▶ **ASSIGNMENT**
Find the string "repository" in the material. Copy every line that has it.

▶ **DATASET ENTRIES**
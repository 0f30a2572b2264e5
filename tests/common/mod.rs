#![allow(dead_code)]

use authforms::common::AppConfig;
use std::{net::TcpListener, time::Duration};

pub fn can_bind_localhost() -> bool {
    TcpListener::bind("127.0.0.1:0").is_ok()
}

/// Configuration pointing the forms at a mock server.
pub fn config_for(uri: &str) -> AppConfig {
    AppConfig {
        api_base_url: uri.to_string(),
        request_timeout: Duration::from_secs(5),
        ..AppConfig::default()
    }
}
---
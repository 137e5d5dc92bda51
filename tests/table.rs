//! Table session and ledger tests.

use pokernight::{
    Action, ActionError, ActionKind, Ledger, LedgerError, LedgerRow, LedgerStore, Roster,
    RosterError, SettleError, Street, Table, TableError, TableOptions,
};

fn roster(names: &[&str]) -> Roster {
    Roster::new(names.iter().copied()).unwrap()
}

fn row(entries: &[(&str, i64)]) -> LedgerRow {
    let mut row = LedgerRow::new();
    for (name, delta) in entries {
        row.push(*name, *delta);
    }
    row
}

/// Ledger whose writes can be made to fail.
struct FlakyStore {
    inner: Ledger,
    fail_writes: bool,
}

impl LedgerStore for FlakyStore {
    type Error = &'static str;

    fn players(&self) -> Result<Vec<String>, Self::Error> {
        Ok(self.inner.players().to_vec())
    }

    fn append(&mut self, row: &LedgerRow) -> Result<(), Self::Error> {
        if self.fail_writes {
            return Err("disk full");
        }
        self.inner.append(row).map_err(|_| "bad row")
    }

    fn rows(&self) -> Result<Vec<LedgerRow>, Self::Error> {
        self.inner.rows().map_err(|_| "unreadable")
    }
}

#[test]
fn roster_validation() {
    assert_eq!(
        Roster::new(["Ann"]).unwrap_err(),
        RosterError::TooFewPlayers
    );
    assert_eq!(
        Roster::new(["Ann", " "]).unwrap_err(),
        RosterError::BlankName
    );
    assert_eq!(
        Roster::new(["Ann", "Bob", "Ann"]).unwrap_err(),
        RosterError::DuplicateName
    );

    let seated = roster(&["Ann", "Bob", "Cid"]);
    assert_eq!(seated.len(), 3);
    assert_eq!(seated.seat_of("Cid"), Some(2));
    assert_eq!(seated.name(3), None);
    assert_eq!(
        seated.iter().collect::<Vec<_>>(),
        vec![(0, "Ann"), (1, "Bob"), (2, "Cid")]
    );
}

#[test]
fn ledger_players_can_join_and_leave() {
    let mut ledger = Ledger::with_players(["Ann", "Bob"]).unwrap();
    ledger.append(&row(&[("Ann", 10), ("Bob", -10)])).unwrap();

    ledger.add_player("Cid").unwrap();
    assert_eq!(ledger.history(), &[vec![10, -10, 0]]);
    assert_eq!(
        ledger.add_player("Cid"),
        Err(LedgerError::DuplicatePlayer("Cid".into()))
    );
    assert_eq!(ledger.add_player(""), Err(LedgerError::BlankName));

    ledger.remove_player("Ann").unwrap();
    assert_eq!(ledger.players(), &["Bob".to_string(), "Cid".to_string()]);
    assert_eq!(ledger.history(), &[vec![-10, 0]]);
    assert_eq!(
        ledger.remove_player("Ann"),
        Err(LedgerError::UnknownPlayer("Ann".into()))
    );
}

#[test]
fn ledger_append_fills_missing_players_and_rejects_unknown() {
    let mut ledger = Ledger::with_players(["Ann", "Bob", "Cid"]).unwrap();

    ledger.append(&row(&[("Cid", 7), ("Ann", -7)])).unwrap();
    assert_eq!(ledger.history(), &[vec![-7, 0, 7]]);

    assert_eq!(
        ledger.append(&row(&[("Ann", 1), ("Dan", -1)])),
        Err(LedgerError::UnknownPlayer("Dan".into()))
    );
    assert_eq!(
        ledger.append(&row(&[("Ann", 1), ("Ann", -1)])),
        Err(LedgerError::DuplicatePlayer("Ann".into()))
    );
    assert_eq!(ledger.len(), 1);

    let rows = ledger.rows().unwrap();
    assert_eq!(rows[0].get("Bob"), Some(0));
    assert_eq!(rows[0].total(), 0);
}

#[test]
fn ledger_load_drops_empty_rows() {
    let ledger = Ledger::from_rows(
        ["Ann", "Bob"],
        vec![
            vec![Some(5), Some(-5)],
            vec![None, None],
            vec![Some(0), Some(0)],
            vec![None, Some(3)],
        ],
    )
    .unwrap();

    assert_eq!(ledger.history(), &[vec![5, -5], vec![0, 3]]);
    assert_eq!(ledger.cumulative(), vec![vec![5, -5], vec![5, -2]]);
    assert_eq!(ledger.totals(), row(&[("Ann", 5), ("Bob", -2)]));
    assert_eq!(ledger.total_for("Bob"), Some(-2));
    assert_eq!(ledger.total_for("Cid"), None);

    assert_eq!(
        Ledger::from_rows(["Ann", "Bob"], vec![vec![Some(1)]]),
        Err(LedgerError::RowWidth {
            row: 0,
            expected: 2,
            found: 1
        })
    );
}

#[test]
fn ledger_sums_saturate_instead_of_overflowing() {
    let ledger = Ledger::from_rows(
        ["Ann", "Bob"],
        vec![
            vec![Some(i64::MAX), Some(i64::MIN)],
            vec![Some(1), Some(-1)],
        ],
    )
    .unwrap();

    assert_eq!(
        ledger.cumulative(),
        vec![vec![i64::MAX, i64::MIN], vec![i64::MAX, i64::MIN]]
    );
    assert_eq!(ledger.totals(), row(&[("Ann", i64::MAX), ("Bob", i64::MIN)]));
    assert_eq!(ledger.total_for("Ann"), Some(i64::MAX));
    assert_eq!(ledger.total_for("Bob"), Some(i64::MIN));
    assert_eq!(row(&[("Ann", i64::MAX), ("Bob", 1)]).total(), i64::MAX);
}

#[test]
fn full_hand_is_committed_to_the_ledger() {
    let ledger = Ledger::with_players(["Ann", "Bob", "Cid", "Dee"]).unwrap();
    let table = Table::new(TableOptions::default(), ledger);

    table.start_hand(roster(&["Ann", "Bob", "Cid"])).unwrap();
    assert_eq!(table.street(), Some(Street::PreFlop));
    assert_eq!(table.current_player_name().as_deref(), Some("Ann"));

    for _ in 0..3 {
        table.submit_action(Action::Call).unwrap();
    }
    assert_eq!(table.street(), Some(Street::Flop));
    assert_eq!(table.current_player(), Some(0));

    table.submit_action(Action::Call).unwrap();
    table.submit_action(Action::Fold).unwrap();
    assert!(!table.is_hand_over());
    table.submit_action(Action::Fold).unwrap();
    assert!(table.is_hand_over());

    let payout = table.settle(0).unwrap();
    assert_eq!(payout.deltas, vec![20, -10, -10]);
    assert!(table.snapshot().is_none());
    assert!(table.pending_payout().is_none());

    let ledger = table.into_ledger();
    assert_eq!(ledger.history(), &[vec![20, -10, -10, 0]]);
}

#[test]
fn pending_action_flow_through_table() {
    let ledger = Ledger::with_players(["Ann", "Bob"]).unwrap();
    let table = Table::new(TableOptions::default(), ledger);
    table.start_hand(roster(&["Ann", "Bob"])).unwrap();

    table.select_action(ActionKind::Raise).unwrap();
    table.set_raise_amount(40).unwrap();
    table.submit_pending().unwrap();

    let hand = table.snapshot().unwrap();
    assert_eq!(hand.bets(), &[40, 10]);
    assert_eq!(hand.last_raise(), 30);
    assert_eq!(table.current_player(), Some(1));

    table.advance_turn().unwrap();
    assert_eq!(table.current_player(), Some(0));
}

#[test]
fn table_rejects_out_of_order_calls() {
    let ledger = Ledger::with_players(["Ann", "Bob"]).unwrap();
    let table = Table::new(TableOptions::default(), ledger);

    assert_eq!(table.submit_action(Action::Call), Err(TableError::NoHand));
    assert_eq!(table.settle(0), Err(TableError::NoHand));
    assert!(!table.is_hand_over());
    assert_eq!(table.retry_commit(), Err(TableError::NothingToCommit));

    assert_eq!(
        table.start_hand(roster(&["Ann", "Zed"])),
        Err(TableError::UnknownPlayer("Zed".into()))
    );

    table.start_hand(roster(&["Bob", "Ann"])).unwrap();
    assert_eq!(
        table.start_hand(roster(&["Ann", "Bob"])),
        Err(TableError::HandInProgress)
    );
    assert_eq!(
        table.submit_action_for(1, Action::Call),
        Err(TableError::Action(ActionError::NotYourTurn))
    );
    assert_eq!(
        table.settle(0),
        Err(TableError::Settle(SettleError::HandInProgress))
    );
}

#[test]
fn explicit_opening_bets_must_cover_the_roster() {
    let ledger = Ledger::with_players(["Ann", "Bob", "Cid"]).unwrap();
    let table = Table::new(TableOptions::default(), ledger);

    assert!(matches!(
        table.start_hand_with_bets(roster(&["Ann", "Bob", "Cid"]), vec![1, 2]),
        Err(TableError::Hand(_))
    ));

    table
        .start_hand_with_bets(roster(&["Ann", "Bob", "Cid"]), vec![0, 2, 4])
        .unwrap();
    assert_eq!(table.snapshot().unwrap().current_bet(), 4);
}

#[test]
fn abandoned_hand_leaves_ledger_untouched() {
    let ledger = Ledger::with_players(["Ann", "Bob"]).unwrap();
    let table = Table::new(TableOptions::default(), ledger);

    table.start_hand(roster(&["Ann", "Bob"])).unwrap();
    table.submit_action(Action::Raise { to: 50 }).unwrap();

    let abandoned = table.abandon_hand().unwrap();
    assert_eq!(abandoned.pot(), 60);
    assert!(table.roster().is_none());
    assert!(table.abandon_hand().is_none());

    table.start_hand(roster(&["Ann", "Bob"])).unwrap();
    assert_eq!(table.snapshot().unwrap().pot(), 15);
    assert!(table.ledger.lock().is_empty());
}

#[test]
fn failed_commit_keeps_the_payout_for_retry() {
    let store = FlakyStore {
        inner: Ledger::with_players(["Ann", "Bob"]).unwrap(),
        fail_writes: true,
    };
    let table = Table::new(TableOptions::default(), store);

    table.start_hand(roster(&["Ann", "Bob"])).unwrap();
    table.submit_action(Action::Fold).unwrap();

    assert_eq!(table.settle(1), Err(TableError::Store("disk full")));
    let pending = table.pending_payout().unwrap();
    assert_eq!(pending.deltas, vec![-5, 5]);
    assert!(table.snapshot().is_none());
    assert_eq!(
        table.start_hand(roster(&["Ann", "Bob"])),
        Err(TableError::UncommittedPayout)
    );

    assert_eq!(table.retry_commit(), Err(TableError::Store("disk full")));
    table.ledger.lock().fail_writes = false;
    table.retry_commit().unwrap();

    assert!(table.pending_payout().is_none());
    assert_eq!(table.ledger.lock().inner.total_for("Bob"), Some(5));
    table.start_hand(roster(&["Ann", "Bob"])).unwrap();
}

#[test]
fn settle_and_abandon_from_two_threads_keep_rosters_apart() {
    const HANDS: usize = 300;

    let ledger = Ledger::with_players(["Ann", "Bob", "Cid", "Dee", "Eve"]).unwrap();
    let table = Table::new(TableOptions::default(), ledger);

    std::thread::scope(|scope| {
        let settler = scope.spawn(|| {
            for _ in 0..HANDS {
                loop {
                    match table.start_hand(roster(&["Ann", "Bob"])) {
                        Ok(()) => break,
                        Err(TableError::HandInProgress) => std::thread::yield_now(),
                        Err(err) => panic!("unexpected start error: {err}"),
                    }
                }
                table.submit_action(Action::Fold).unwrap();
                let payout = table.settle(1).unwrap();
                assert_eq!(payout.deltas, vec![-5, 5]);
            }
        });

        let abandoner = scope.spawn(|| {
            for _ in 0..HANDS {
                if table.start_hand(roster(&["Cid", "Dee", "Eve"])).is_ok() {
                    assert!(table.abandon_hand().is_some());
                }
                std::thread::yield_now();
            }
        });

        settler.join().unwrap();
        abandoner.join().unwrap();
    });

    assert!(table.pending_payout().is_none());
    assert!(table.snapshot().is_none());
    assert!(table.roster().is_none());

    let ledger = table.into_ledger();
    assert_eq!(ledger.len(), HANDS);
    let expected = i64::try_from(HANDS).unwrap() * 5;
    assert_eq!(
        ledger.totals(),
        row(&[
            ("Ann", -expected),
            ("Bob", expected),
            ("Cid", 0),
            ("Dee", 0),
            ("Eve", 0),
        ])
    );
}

▶ **ANSWER BELOW**
repository 0f30a2572b2264e5
repository 137e5d5dc92bda51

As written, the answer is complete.